Ukraine, Covid and economy on the menu of the 3,000 Chinese deputies in annual session



This political ritual remains immutable. Every year in early spring, the annual session of the National People’s Congress opens for a week in Tiananmen Square in the heart of Beijing. And like every year, the 3,000 Chinese deputies from all the provinces of the country will unanimously ratify, without any possible challenge, the decisions of the Chinese Communist Party (CCP) in power, in the very solemn setting of the People’s Palace. Against a backdrop of giant red flags, the event should also be an opportunity to further cement the influence of leader Xi Jinping, who will aim for a new five-year term in the fall after 10 years at the head of the second world power. .

China’s growth is running out of steam

As tradition dictates, the opening speech for the session on Saturday March 5 will be delivered by Premier Li Keqiang, 66, who is expected to announce the Chinese economy’s growth targets for the current year. Weighed down by the coronavirus pandemic that appeared at the end of 2019 in the city of Wuhan and which had paralyzed its economy, China had given up in 2020 on setting an annual growth target. Overall recovered from Covid, the 6% growth target for 2021 was largely exceeded to reach 8.1% last year.

However, financial analysts from several investment banks anticipate a slowdown in this growth due to the slowdown in real estate. With construction, these two sectors account for more than a quarter of Chinese GDP and the setbacks of major real estate groups will impact growth figures. “The worst is yet to come” warned Agence France-Presse an analyst from the investment bank Nomura. Julians Evans-Pritchard of Capital Economics predicts a target of 5.5%, which would make it the lowest figure for China since… 1990.

Beijing presents itself as a potential “peacemaker” between Moscow and Kiev

Beyond economic stability, which is imperative to avoid the slightest social destabilization, China also knows that it will have to manage the coronavirus pandemic and especially the Omicron variant which is being deployed at low speed in around ten provinces of the country ( and very seriously in Hong Kong where more than 100 people are dying daily at the moment). On the epidemic front, China continues to follow a “zero Covid” policy, contrary to many countries which opt for coexistence with the virus and lift restrictions. If this strategy made it possible to recover quickly from the first wave, it is “today a brake on consumption” underlines the economist Ho Woei Chen of the Singaporean bank UOB.

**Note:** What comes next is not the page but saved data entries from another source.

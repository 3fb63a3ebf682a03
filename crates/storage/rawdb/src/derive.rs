//! Reattaches block context to receipts and logs loaded from storage.
//!
//! Stored receipts only carry consensus fields. Everything else is recomputed
//! from the block they belong to. A block may carry one receipt more than it
//! has transactions: the receipt of the epoch finalization, which is not
//! backed by a transaction and is attributed to the block itself.

use crate::DeriveError;
use alloy_primitives::B256;
use atlas_primitives::{Log, Receipt, Transaction};

/// Returns the transaction hash each receipt is attributed to, or an error if
/// the receipt count does not fit the transactions.
fn attributed_hashes(
    receipts: usize,
    block_hash: B256,
    transactions: &[Transaction],
) -> Result<impl Iterator<Item = B256> + '_, DeriveError> {
    let count = transactions.len();
    if receipts != count && receipts != count + 1 {
        return Err(DeriveError::CountMismatch { transactions: count, receipts });
    }
    let finalization = (receipts > count).then_some(block_hash);
    Ok(transactions.iter().map(Transaction::hash).chain(finalization))
}

/// Fills the block context of every log in `logs`, one entry per receipt.
///
/// Log indices run across the whole block.
pub fn derive_log_fields(
    logs: &mut [Vec<Log>],
    block_hash: B256,
    block_number: u64,
    transactions: &[Transaction],
) -> Result<(), DeriveError> {
    let hashes = attributed_hashes(logs.len(), block_hash, transactions)?;

    let mut index = 0;
    for ((tx_index, receipt_logs), tx_hash) in logs.iter_mut().enumerate().zip(hashes) {
        for log in receipt_logs {
            log.block_number = block_number;
            log.block_hash = block_hash;
            log.tx_hash = tx_hash;
            log.tx_index = tx_index as u64;
            log.index = index;
            index += 1;
        }
    }
    Ok(())
}

/// Fills the block context of `receipts` and of their logs.
///
/// The gas used by each receipt is the step in cumulative gas from the
/// previous receipt.
pub fn derive_receipt_fields(
    receipts: &mut [Receipt],
    block_hash: B256,
    block_number: u64,
    transactions: &[Transaction],
) -> Result<(), DeriveError> {
    let hashes = attributed_hashes(receipts.len(), block_hash, transactions)?;

    let mut cumulative = 0;
    let mut log_index = 0;
    for ((tx_index, receipt), tx_hash) in receipts.iter_mut().enumerate().zip(hashes) {
        receipt.tx_hash = tx_hash;
        receipt.block_hash = block_hash;
        receipt.block_number = block_number;
        receipt.transaction_index = tx_index as u64;
        receipt.gas_used = receipt.cumulative_gas_used.saturating_sub(cumulative);
        cumulative = receipt.cumulative_gas_used;

        for log in &mut receipt.logs {
            log.block_number = block_number;
            log.block_hash = block_hash;
            log.tx_hash = tx_hash;
            log.tx_index = tx_index as u64;
            log.index = log_index;
            log_index += 1;
        }
    }
    Ok(())
}

#[cfg(test)]
mod tests {
    use super::*;
    use alloy_primitives::{Address, Bytes};
    use atlas_primitives::ReceiptStatus;
    use rstest::rstest;

    fn transactions(count: u64) -> Vec<Transaction> {
        (0..count).map(|nonce| Transaction { nonce, ..Default::default() }).collect()
    }

    fn log(seed: u8) -> Log {
        Log {
            address: Address::repeat_byte(seed),
            data: Bytes::from(vec![seed]),
            ..Default::default()
        }
    }

    fn receipts(count: usize) -> Vec<Receipt> {
        (0..count)
            .map(|i| {
                Receipt::new(ReceiptStatus::Successful, 21_000 * (i as u64 + 1), vec![log(i as u8); 2])
            })
            .collect()
    }

    #[rstest]
    #[case::one_per_transaction(3, 3, true)]
    #[case::with_finalization(3, 4, true)]
    #[case::empty_block(0, 0, true)]
    #[case::finalization_only(0, 1, true)]
    #[case::too_many(3, 5, false)]
    #[case::too_few(3, 2, false)]
    fn test_receipt_count_validation(
        #[case] txs: u64,
        #[case] count: usize,
        #[case] accepted: bool,
    ) {
        let txs = transactions(txs);
        let mut receipts = receipts(count);
        let result = derive_receipt_fields(&mut receipts, B256::repeat_byte(1), 5, &txs);
        assert_eq!(result.is_ok(), accepted);

        let mut logs: Vec<_> = receipts.into_iter().map(|r| r.logs).collect();
        let result = derive_log_fields(&mut logs, B256::repeat_byte(1), 5, &txs);
        assert_eq!(result.is_ok(), accepted);
        if !accepted {
            assert_eq!(
                result.unwrap_err(),
                DeriveError::CountMismatch { transactions: txs.len(), receipts: count }
            );
        }
    }

    #[test]
    fn test_receipt_fields() {
        let txs = transactions(2);
        let block_hash = B256::repeat_byte(0xbb);
        let mut receipts = receipts(3);

        derive_receipt_fields(&mut receipts, block_hash, 77, &txs).unwrap();

        for (i, receipt) in receipts.iter().enumerate() {
            assert_eq!(receipt.block_hash, block_hash);
            assert_eq!(receipt.block_number, 77);
            assert_eq!(receipt.transaction_index, i as u64);
            assert_eq!(receipt.gas_used, 21_000);
        }
        assert_eq!(receipts[0].tx_hash, txs[0].hash());
        assert_eq!(receipts[1].tx_hash, txs[1].hash());
        assert_eq!(receipts[2].tx_hash, block_hash);

        let indices: Vec<_> = receipts.iter().flat_map(|r| &r.logs).map(|l| l.index).collect();
        assert_eq!(indices, (0..6).collect::<Vec<_>>());
        assert!(receipts[2].logs.iter().all(|l| l.tx_index == 2 && l.tx_hash == block_hash));
    }

    #[test]
    fn test_log_fields() {
        let txs = transactions(2);
        let block_hash = B256::repeat_byte(0xcc);
        let mut logs = vec![vec![log(1)], vec![], vec![log(2), log(3)]];

        derive_log_fields(&mut logs, block_hash, 9, &txs).unwrap();

        assert_eq!(logs[0][0].tx_hash, txs[0].hash());
        assert_eq!((logs[0][0].tx_index, logs[0][0].index), (0, 0));
        assert_eq!((logs[2][0].tx_index, logs[2][0].index), (2, 1));
        assert_eq!((logs[2][1].tx_index, logs[2][1].index), (2, 2));
        assert!(logs[2].iter().all(|l| l.tx_hash == block_hash && l.block_number == 9));
        assert!(logs.iter().flatten().all(|l| l.block_hash == block_hash && !l.removed));
    }
}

China depends on Ukraine for grain imports

Finally, it will be necessary to pay attention to the speech of the Chinese Minister of Foreign Affairs Wang Yi scheduled for Monday, March 7. He is expected to present China’s overall diplomatic orientations for the coming year and address his ally Vladimir Putin’s war in Ukraine. This Russian invasion of Ukraine raises fears of a spike in food prices on which China has become very dependent for its imports. So far, Beijing does not condemn the Russian invasion and positions itself as a potential “peacemaker”, calling on the two parties to negotiate. This scenario does not seem to be in the plans of the Russian president who is likely to intensify his offensive in the coming days.